El Cóndor, gigante de las aves voladoras y símbolo mitológico de las más antiguas civilizaciones andinas, es el gran personaje dueño y señor del Cañón del Colca. El cóndor tiene el dominio absoluto del imponente cañón. De gran tamaño, de 2,80 a 3,25 m de envergadura, con 10 a 12 kg de peso, es un ave que ha logrado una asombrosa eficiencia de vuelo utilizando las corrientes de aire para un perfecto planeo, que casi sin movimiento de alas puede desplazarse en largos recorridos y a grandes alturas. Se alimenta de animales muertos, es decir, es carroñoso y no puede coger ni transportar sus presas por no tener las patas apropiadas como el águila o el gavilán. Alimenta a sus polluelos por regurgitación. Anida en rocas escarpadas e inaccesibles; pone de uno a dos huevos de 11 cm de longitud y 7 de ancho; su incubación dura más de dos meses.

Los jóvenes cóndores son de plumaje pardo y aproximadamente a los ocho años de edad cambian a negro. De adultos tienen el característico collar blanco y manchas también blancas sobre las alas. Sólo el macho posee la cresta carnosa y en cautiverio llega hasta los 50 años de edad.

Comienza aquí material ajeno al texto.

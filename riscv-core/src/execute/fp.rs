//! Single/double-precision arithmetic, conversions, and the `flw`/`fld`/`fsw`/`fsd` pair,
//! `spec.md` §4.3 "FP". The teacher has no F/D extension; the host-FPU exception-flag lifting and
//! NaN-boxing/canonicalization conventions below are grounded instead on `willmccallion-rvsim`'s
//! FPU module (`examples/willmccallion-rvsim/crates/hardware/src/core/units/fpu/`), the one repo
//! in the pack that implements this extension.

use crate::decode::{DecodedInst, Opcode};
use crate::fp::{AccruedFlags, FpClass, FpSpecifier, RoundingMode};
use crate::registers::Specifier;
use crate::trap::Exception;
use crate::trigger::MatchMode;
use crate::xlen::Xlen;

use super::loadstore::{misaligned, target_addr};
use super::{trigger_outcome, Executor, StepOutcome};

/// Lifts host-FPU sticky exception flags for arithmetic ops via libc's `<fenv.h>`, the same
/// technique `willmccallion-rvsim`'s `fpu::mod` uses: the host FPU already performs IEEE-754
/// arithmetic matching what's needed here, so its flags are cleared, the op run, and the flags
/// read back rather than re-derived by hand.
mod host_flags {
    use crate::fp::AccruedFlags;

    const FE_INVALID: i32 = 0x01;
    const FE_DIVBYZERO: i32 = 0x04;
    const FE_OVERFLOW: i32 = 0x08;
    const FE_UNDERFLOW: i32 = 0x10;
    const FE_INEXACT: i32 = 0x20;
    const FE_ALL_EXCEPT: i32 = FE_INVALID | FE_DIVBYZERO | FE_OVERFLOW | FE_UNDERFLOW | FE_INEXACT;

    unsafe extern "C" {
        fn feclearexcept(excepts: i32) -> i32;
        fn fetestexcept(excepts: i32) -> i32;
    }

    /// Runs `op` with the host's sticky FP exception flags cleared first, returning its result
    /// alongside whatever flags the host FPU raised while computing it.
    pub fn observe<T>(op: impl FnOnce() -> T) -> (T, AccruedFlags) {
        // SAFETY: `feclearexcept`/`fetestexcept` only touch the calling thread's FP environment
        // word; no pointers cross the FFI boundary.
        unsafe { feclearexcept(FE_ALL_EXCEPT) };
        let result = op();
        let raised = unsafe { fetestexcept(FE_ALL_EXCEPT) };
        let flags = AccruedFlags {
            inexact: raised & FE_INEXACT != 0,
            underflow: raised & FE_UNDERFLOW != 0,
            overflow: raised & FE_OVERFLOW != 0,
            divide_by_zero: raised & FE_DIVBYZERO != 0,
            invalid: raised & FE_INVALID != 0,
        };
        (result, flags)
    }
}

const CANON_NAN_F32: u32 = 0x7fc0_0000;
const CANON_NAN_F64: u64 = 0x7ff8_0000_0000_0000;

fn canon_f32(v: f32) -> f32 {
    if v.is_nan() {
        f32::from_bits(CANON_NAN_F32)
    } else {
        v
    }
}

fn canon_f64(v: f64) -> f64 {
    if v.is_nan() {
        f64::from_bits(CANON_NAN_F64)
    } else {
        v
    }
}

fn is_signaling_f32(v: f32) -> bool {
    matches!(FpClass::classify_f32(v), FpClass::SignalingNan)
}

fn is_signaling_f64(v: f64) -> bool {
    matches!(FpClass::classify_f64(v), FpClass::SignalingNan)
}

/// IEEE 754-2008 `minNum`/`maxNum`, `spec.md` §4.3 "`fmin`/`fmax` propagate canonical NaN when
/// both operands are NaN, else return the non-NaN operand; a signaling NaN operand sets NV even
/// though the result itself is unaffected."
fn fminmax_f32(a: f32, b: f32, want_max: bool) -> (f32, bool) {
    let invalid = is_signaling_f32(a) || is_signaling_f32(b);
    let result = match (a.is_nan(), b.is_nan()) {
        (true, true) => f32::from_bits(CANON_NAN_F32),
        (true, false) => b,
        (false, true) => a,
        (false, false) => {
            // -0.0 and +0.0 compare equal under `<`/`>`; break the tie per IEEE 754-2008.
            if a == 0.0 && b == 0.0 {
                let a_neg = a.is_sign_negative();
                if a_neg == want_max { b } else { a }
            } else if want_max {
                a.max(b)
            } else {
                a.min(b)
            }
        }
    };
    (result, invalid)
}

fn fminmax_f64(a: f64, b: f64, want_max: bool) -> (f64, bool) {
    let invalid = is_signaling_f64(a) || is_signaling_f64(b);
    let result = match (a.is_nan(), b.is_nan()) {
        (true, true) => f64::from_bits(CANON_NAN_F64),
        (true, false) => b,
        (false, true) => a,
        (false, false) => {
            if a == 0.0 && b == 0.0 {
                let a_neg = a.is_sign_negative();
                if a_neg == want_max { b } else { a }
            } else if want_max {
                a.max(b)
            } else {
                a.min(b)
            }
        }
    };
    (result, invalid)
}

/// Applies a resolved static rounding mode to produce an integral `f64`, `spec.md` §4.3's
/// `fcvt.*` family. `rm` is never `Dynamic`/`Invalid1`/`Invalid2` here: callers resolve and reject
/// those before reaching this point.
fn round_to_integral(value: f64, rm: RoundingMode) -> f64 {
    match rm {
        RoundingMode::RoundNearestEven => value.round_ties_even(),
        RoundingMode::RoundTowardZero => value.trunc(),
        RoundingMode::RoundDown => value.floor(),
        RoundingMode::RoundUp => value.ceil(),
        RoundingMode::RoundNearestMaxMagnitude => {
            if value.is_sign_negative() {
                -((-value + 0.5).floor())
            } else {
                (value + 0.5).floor()
            }
        }
        RoundingMode::Dynamic | RoundingMode::Invalid1 | RoundingMode::Invalid2 => {
            unreachable!("rounding mode must be resolved and validated before use")
        }
    }
}

/// Exact (not rounded) boundaries of each target integer range, chosen so they are themselves
/// exactly representable as `f64` (unlike e.g. `i64::MAX`, whose exact value isn't): the check is
/// always "is `rounded` within `[min, bound)`", a strict upper bound one past the true maximum.
mod bounds {
    pub const I32_MIN: f64 = -2147483648.0;
    pub const I32_MAX_BOUND: f64 = 2147483648.0;
    pub const U32_MAX_BOUND: f64 = 4294967296.0;
    pub const I64_MIN: f64 = -9223372036854775808.0;
    pub const I64_MAX_BOUND: f64 = 9223372036854775808.0;
    pub const U64_MAX_BOUND: f64 = 18446744073709551616.0;
}

/// `fcvt.{w,wu,l,lu}.{s,d}`: float to integer, per `spec.md` §4.3. NaN or an out-of-range value
/// sets NV and saturates to the relevant boundary (RISC-V software-visible convention); a NaN
/// saturates to the widest positive representable value.
fn float_to_int(value: f64, rm: RoundingMode, width64: bool, signed: bool) -> (u64, bool, bool) {
    if value.is_nan() {
        let bits = match (signed, width64) {
            (true, false) => i32::MAX as u64,
            (true, true) => i64::MAX as u64,
            (false, false) => u32::MAX as u64,
            (false, true) => u64::MAX,
        };
        return (bits, true, false);
    }

    let rounded = round_to_integral(value, rm);
    let (min, max_bound) = match (signed, width64) {
        (true, false) => (bounds::I32_MIN, bounds::I32_MAX_BOUND),
        (true, true) => (bounds::I64_MIN, bounds::I64_MAX_BOUND),
        (false, false) => (0.0, bounds::U32_MAX_BOUND),
        (false, true) => (0.0, bounds::U64_MAX_BOUND),
    };

    if rounded < min {
        let bits = if signed { if width64 { i64::MIN as u64 } else { i32::MIN as u64 } } else { 0 };
        return (bits, true, false);
    }
    if rounded >= max_bound {
        let bits = match (signed, width64) {
            (true, false) => i32::MAX as u64,
            (true, true) => i64::MAX as u64,
            (false, false) => u32::MAX as u64,
            (false, true) => u64::MAX,
        };
        return (bits, true, false);
    }

    let inexact = rounded != value;
    let bits = match (signed, width64) {
        (true, false) => (rounded as i32) as i64 as u64,
        (true, true) => rounded as i64 as u64,
        (false, false) => (rounded as u32) as u64,
        (false, true) => rounded as u64,
    };
    (bits, false, inexact)
}

/// `fcvt.{s,d}.{w,wu,l,lu}`: integer to float. Conversions within a type's exactly-representable
/// range (always true for 32-bit sources into either format, and for 64-bit sources into `f64`)
/// are exact under any rounding mode; only a 64-bit source narrowed to `f32` can actually lose
/// bits, and that narrowing uses the host's own (round-to-nearest-even) `as` cast rather than
/// honoring `rm`, matching the approximation `willmccallion-rvsim`'s FPU documents for the same
/// gap.
fn int_to_f32(raw: u64, width64: bool, signed: bool) -> f32 {
    if width64 {
        if signed { raw as i64 as f32 } else { raw as f32 }
    } else if signed {
        (raw as u32) as i32 as f32
    } else {
        (raw as u32) as f32
    }
}

fn int_to_f64(raw: u64, width64: bool, signed: bool) -> f64 {
    if width64 {
        if signed { raw as i64 as f64 } else { raw as f64 }
    } else if signed {
        (raw as u32) as i32 as f64
    } else {
        (raw as u32) as f64
    }
}

fn sign_extend_32(raw: u64) -> u64 {
    (raw as u32) as i32 as i64 as u64
}

/// `spec.md` §4.3: resolves `inst.rounding_mode` against `FCSR.frm`, trapping `ILLEGAL_INST` for
/// either of the two reserved static encodings (whether named directly or reached indirectly
/// through a `Dynamic` instruction whose `FCSR.frm` itself holds a reserved encoding).
fn resolve_rm<X: Xlen>(ex: &Executor<X>, inst: &DecodedInst) -> Result<RoundingMode, StepOutcome> {
    match ex.state.fcsr.resolve(inst.rounding_mode) {
        RoundingMode::Invalid1 | RoundingMode::Invalid2 => Err(ex.illegal()),
        resolved => Ok(resolved),
    }
}

pub fn fp_load<X: Xlen>(ex: &mut Executor<X>, inst: &DecodedInst) -> StepOutcome {
    let base = X::to_u64(ex.state.registers.x(inst.rs1()));
    let addr = target_addr::<X>(base, inst.op2);
    let size = if inst.id == Opcode::Flw { 4 } else { 8 };

    if misaligned(ex, addr, size) {
        return StepOutcome::Exception(Exception::LoadAddrMisal, addr);
    }
    let privilege = ex.state.privilege;
    if let Some((_, action)) = ex.state.triggers.evaluate(MatchMode::LoadAddr, addr, privilege) {
        return trigger_outcome(action, addr);
    }

    let bytes = match ex.memory.read(addr, size) {
        Ok(bytes) => bytes,
        Err(_) => return StepOutcome::Exception(Exception::LoadAccFault, addr),
    };
    let mut buf = [0u8; 8];
    buf[..bytes.len()].copy_from_slice(&bytes);
    let raw = u64::from_le_bytes(buf);

    let rd = FpSpecifier::from_u5(inst.op0 as u8);
    if size == 4 {
        ex.state.fp.set_f32_bits(rd, raw as u32);
    } else {
        ex.state.fp.set_f64(rd, raw);
    }
    StepOutcome::Continue
}

/// `spec.md` §4.3: decode places the base register and the FP value register directly in
/// `op0`/`op1` for this opcode family, the same non-`rd`/`rs1`/`rs2` convention integer stores use.
pub fn fp_store<X: Xlen>(ex: &mut Executor<X>, inst: &DecodedInst) -> StepOutcome {
    let rs1 = Specifier::from_u5(inst.op0 as u8);
    let rs2 = FpSpecifier::from_u5(inst.op1 as u8);

    let base = X::to_u64(ex.state.registers.x(rs1));
    let addr = target_addr::<X>(base, inst.op2);
    let size = if inst.id == Opcode::Fsw { 4 } else { 8 };
    let value = if size == 4 { ex.state.fp.f32_bits(rs2) as u64 } else { ex.state.fp.f64(rs2) };

    if misaligned(ex, addr, size) {
        return StepOutcome::Exception(Exception::StoreAddrMisal, addr);
    }
    let privilege = ex.state.privilege;
    if let Some((_, action)) = ex.state.triggers.evaluate(MatchMode::StoreAddr, addr, privilege) {
        return trigger_outcome(action, addr);
    }
    if let Some((_, action)) = ex.state.triggers.evaluate(MatchMode::StoreData, value, privilege) {
        return trigger_outcome(action, addr);
    }

    ex.state.reservation.invalidate_if_overlapping(addr, size);

    let prev = {
        let mut buf = [0u8; 8];
        if let Ok(bytes) = ex.memory.read_raw(addr, size) {
            buf[..bytes.len()].copy_from_slice(&bytes);
        }
        u64::from_le_bytes(buf)
    };
    let bytes = value.to_le_bytes();
    let is_dccm = ex.memory.page_attributes(addr).map(|p| p.dccm).unwrap_or(false);
    match ex.memory.write(addr, &bytes[..size as usize]) {
        Ok(outcome) => {
            ex.decode_cache.invalidate_range(outcome.addr, outcome.len);
            ex.state.store_queue.push(addr, size, value, prev, is_dccm);
            StepOutcome::Continue
        }
        Err(_) => StepOutcome::Exception(Exception::StoreAccFault, addr),
    }
}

El cóndor es de importante significado. Así lo demuestran las abundantes representaciones mitológicas desde épocas pre incaicas o símbolos nacionales en los escudos de Chile, Bolivia, Ecuador y Colombia. Sin embargo, es curioso que sobre el mismo se conozca muy poco. No existe todavía una evaluación de su población y muchas de sus costumbres son todavía desconocidas.
Si bien esta gran ave se encuentra en casi todos los Andes, inclusive en la costa, son pocos los lugares como en el Colca donde su presencia es constante y con posibilidades de observarla en vuelo a corta distancia. Muchas veces por debajo del punto de observación puede apreciarse el plumaje de encima del lomo y las alas. Dada su importancia, el cañón es un "Santuario Nacional" para conservación y protección del cóndor.

El cañón es una impresionante grieta que corre por 100 km entre grandes paredes de 3.400 m en promedio, Sus laderas son pronunciadas, casi verticales. Bajan desde los 5.200 m de la Cordillera de Chila, en su margen derecha, hasta el río, a 3.000 m del inicio del cañón, hasta llegar a los 900 m después de 100 km de recorrido en la confluencia con el río Arndamayo en que se forma el valle de Majes.
Dada la gran pendiente de sus laderas y la escasa precipitación pluvial, es prácticamente desértico. Sin embargo, en algunas quebradas más protegidas y húmedas, con paredes menos pronunciadas, se encuentran muestras de casi todos los pisos ecológicos desde la zona nival, hasta pequeños oasis de clima tropical con abundante vegetación y producción de frutales, como en Tapay. La tuna es muy abundante y de crecimiento natural, así como otros cactus.
Para descender al río y recorrer el cañón hay algunos caminos de herradura con escasos puentes que permiten conectar algunas pequeñas aldeas que existen a lo largo del cañón, como Tapay, Cosnihua, Malata,Llatica. La carretera únicamente llega a los pueblos de Cabanaconde y Huambo, situados en la margen izquierda. Actualmente existe un puente que conecta Cabanaconde con Tapay; otro, aguas abajo de Cabanaconde con Llatica y entre Ajpi y Choco.